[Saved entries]

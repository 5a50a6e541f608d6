//! Data models for the vocabulary collection

use std::fmt;

use chrono::{DateTime, Utc};
use serde::{Deserialize, Serialize};

/// Starting SM-2 ease factor for a new word
pub const DEFAULT_EASINESS_FACTOR: f64 = 2.5;

/// Known translation(s) of a word.
///
/// Words added through the dictionary carry a list; older files and hand edits
/// may hold a single string. Both shapes are written back as they were read.
#[derive(Debug, Clone, PartialEq, Serialize, Deserialize)]
#[serde(untagged)]
pub enum Translation {
    Many(Vec<String>),
    One(String),
}

impl Translation {
    /// Parse the comma separated form used by the edit dialog
    pub fn from_edit_input(input: &str) -> Self {
        Self::Many(input.split(", ").map(str::to_string).collect())
    }

    pub fn to_vec(&self) -> Vec<String> {
        match self {
            Self::Many(items) => items.clone(),
            Self::One(item) => vec![item.clone()],
        }
    }

    pub fn is_empty(&self) -> bool {
        match self {
            Self::Many(items) => items.is_empty(),
            Self::One(item) => item.is_empty(),
        }
    }
}

impl Default for Translation {
    fn default() -> Self {
        Self::Many(Vec::new())
    }
}

impl From<Vec<String>> for Translation {
    fn from(items: Vec<String>) -> Self {
        Self::Many(items)
    }
}

impl fmt::Display for Translation {
    fn fmt(&self, f: &mut fmt::Formatter<'_>) -> fmt::Result {
        match self {
            Self::Many(items) => write!(f, "{}", items.join(", ")),
            Self::One(item) => write!(f, "{}", item),
        }
    }
}

/// A word being learned together with its spaced repetition state
#[derive(Debug, Clone, PartialEq, Serialize, Deserialize)]
pub struct VocabEntry {
    pub word: String,
    #[serde(default)]
    pub translation: Translation,
    /// SM-2 ease factor, never below 1.3
    #[serde(default = "default_easiness_factor")]
    pub easiness_factor: f64,
    /// Days until the next review. Kept fractional between reviews.
    #[serde(default)]
    pub interval: f64,
    /// Consecutive successful recalls
    #[serde(default)]
    pub repetition_count: u32,
    #[serde(default, with = "timestamp::option")]
    pub last_review_date: Option<DateTime<Utc>>,
    #[serde(default = "Utc::now", with = "timestamp")]
    pub next_review_date: DateTime<Utc>,
}

fn default_easiness_factor() -> f64 {
    DEFAULT_EASINESS_FACTOR
}

impl VocabEntry {
    pub fn new(word: String, translation: Translation, now: DateTime<Utc>) -> Self {
        Self {
            word,
            translation,
            easiness_factor: DEFAULT_EASINESS_FACTOR,
            interval: 0.0,
            repetition_count: 0,
            last_review_date: None,
            next_review_date: now,
        }
    }

    /// Check if the word is due for review at `now`
    pub fn is_due(&self, now: DateTime<Utc>) -> bool {
        self.next_review_date <= now
    }

    pub fn is_mastered(&self) -> bool {
        self.easiness_factor >= DEFAULT_EASINESS_FACTOR && self.repetition_count >= 3
    }
}

/// One item of the persisted collection.
///
/// Early versions stored bare words. Those are kept as opaque `Legacy` items:
/// they still reserve their word, but take no part in scheduling.
#[derive(Debug, Clone, PartialEq, Serialize, Deserialize)]
#[serde(untagged)]
pub enum StoredItem {
    Entry(VocabEntry),
    Legacy(String),
}

impl StoredItem {
    pub fn word(&self) -> &str {
        match self {
            Self::Entry(entry) => &entry.word,
            Self::Legacy(word) => word,
        }
    }

    pub fn as_entry(&self) -> Option<&VocabEntry> {
        match self {
            Self::Entry(entry) => Some(entry),
            Self::Legacy(_) => None,
        }
    }

    pub fn as_entry_mut(&mut self) -> Option<&mut VocabEntry> {
        match self {
            Self::Entry(entry) => Some(entry),
            Self::Legacy(_) => None,
        }
    }

    pub fn into_entry(self) -> Option<VocabEntry> {
        match self {
            Self::Entry(entry) => Some(entry),
            Self::Legacy(_) => None,
        }
    }
}

/// Timestamps are written as RFC 3339 in UTC. Naive ISO-8601 values, as
/// produced by earlier versions, are read as local time.
pub(crate) mod timestamp {
    use chrono::{DateTime, Local, NaiveDateTime, TimeZone, Utc};
    use serde::{de, Deserialize, Deserializer, Serializer};

    pub fn parse(raw: &str) -> Option<DateTime<Utc>> {
        if let Ok(dt) = DateTime::parse_from_rfc3339(raw) {
            return Some(dt.with_timezone(&Utc));
        }
        let naive: NaiveDateTime = raw.parse().ok()?;
        Local
            .from_local_datetime(&naive)
            .earliest()
            .map(|dt| dt.with_timezone(&Utc))
    }

    pub fn serialize<S: Serializer>(value: &DateTime<Utc>, serializer: S) -> Result<S::Ok, S::Error> {
        serializer.serialize_str(&value.to_rfc3339())
    }

    pub fn deserialize<'de, D: Deserializer<'de>>(deserializer: D) -> Result<DateTime<Utc>, D::Error> {
        let raw = String::deserialize(deserializer)?;
        parse(&raw).ok_or_else(|| de::Error::custom(format!("invalid timestamp: {}", raw)))
    }

    pub mod option {
        use super::*;

        pub fn serialize<S: Serializer>(
            value: &Option<DateTime<Utc>>,
            serializer: S,
        ) -> Result<S::Ok, S::Error> {
            match value {
                Some(dt) => serializer.serialize_str(&dt.to_rfc3339()),
                None => serializer.serialize_none(),
            }
        }

        pub fn deserialize<'de, D: Deserializer<'de>>(
            deserializer: D,
        ) -> Result<Option<DateTime<Utc>>, D::Error> {
            match Option::<String>::deserialize(deserializer)? {
                Some(raw) => parse(&raw)
                    .map(Some)
                    .ok_or_else(|| de::Error::custom(format!("invalid timestamp: {}", raw))),
                None => Ok(None),
            }
        }
    }
}

#[cfg(test)]
mod tests {
    use super::*;
    use chrono::TimeZone;

    #[test]
    fn test_new_entry_defaults() {
        let now = Utc.with_ymd_and_hms(2024, 3, 1, 12, 0, 0).unwrap();
        let entry = VocabEntry::new("Haus".to_string(), vec!["house".to_string()].into(), now);

        assert_eq!(entry.easiness_factor, 2.5);
        assert_eq!(entry.interval, 0.0);
        assert_eq!(entry.repetition_count, 0);
        assert!(entry.last_review_date.is_none());
        assert_eq!(entry.next_review_date, now);
        assert!(entry.is_due(now));
    }

    #[test]
    fn test_reads_earlier_file_format() {
        let json = r#"[
            "Baum",
            {
                "word": "Hund",
                "translation": ["dog", "hound"],
                "easiness_factor": 2.36,
                "interval": 6,
                "repetition_count": 2,
                "last_review_date": "2024-02-01T09:30:00.123456",
                "next_review_date": "2024-02-07T09:30:00"
            },
            {
                "word": "Katze",
                "translation": "cat",
                "easiness_factor": 2.5,
                "interval": 0,
                "repetition_count": 0,
                "last_review_date": null,
                "next_review_date": "2024-02-01T09:30:00+00:00"
            }
        ]"#;

        let items: Vec<StoredItem> = serde_json::from_str(json).unwrap();
        assert_eq!(items.len(), 3);
        assert_eq!(items[0], StoredItem::Legacy("Baum".to_string()));

        let hund = items[1].as_entry().unwrap();
        assert_eq!(hund.interval, 6.0);
        assert_eq!(hund.translation.to_vec(), vec!["dog", "hound"]);
        assert!(hund.last_review_date.is_some());

        let katze = items[2].as_entry().unwrap();
        assert_eq!(katze.translation, Translation::One("cat".to_string()));
        assert_eq!(
            katze.next_review_date,
            Utc.with_ymd_and_hms(2024, 2, 1, 9, 30, 0).unwrap()
        );
    }

    #[test]
    fn test_translation_edit_input() {
        let translation = Translation::from_edit_input("house, home");
        assert_eq!(translation.to_vec(), vec!["house", "home"]);
        assert_eq!(translation.to_string(), "house, home");
    }

    #[test]
    fn test_mastered() {
        let now = Utc::now();
        let mut entry = VocabEntry::new("Tisch".to_string(), Translation::default(), now);
        entry.repetition_count = 3;
        assert!(entry.is_mastered());

        entry.easiness_factor = 2.4;
        assert!(!entry.is_mastered());
    }
}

> _PROBLEM DETAILS_
Filter the data above, keeping only lines that include the string "Many".

> _WRITTEN ANSWER_
    Many(Vec<String>),
        Self::Many(input.split(", ").map(str::to_string).collect())
            Self::Many(items) => items.clone(),
            Self::Many(items) => items.is_empty(),
        Self::Many(Vec::new())
        Self::Many(items)
            Self::Many(items) => write!(f, "{}", items.join(", ")),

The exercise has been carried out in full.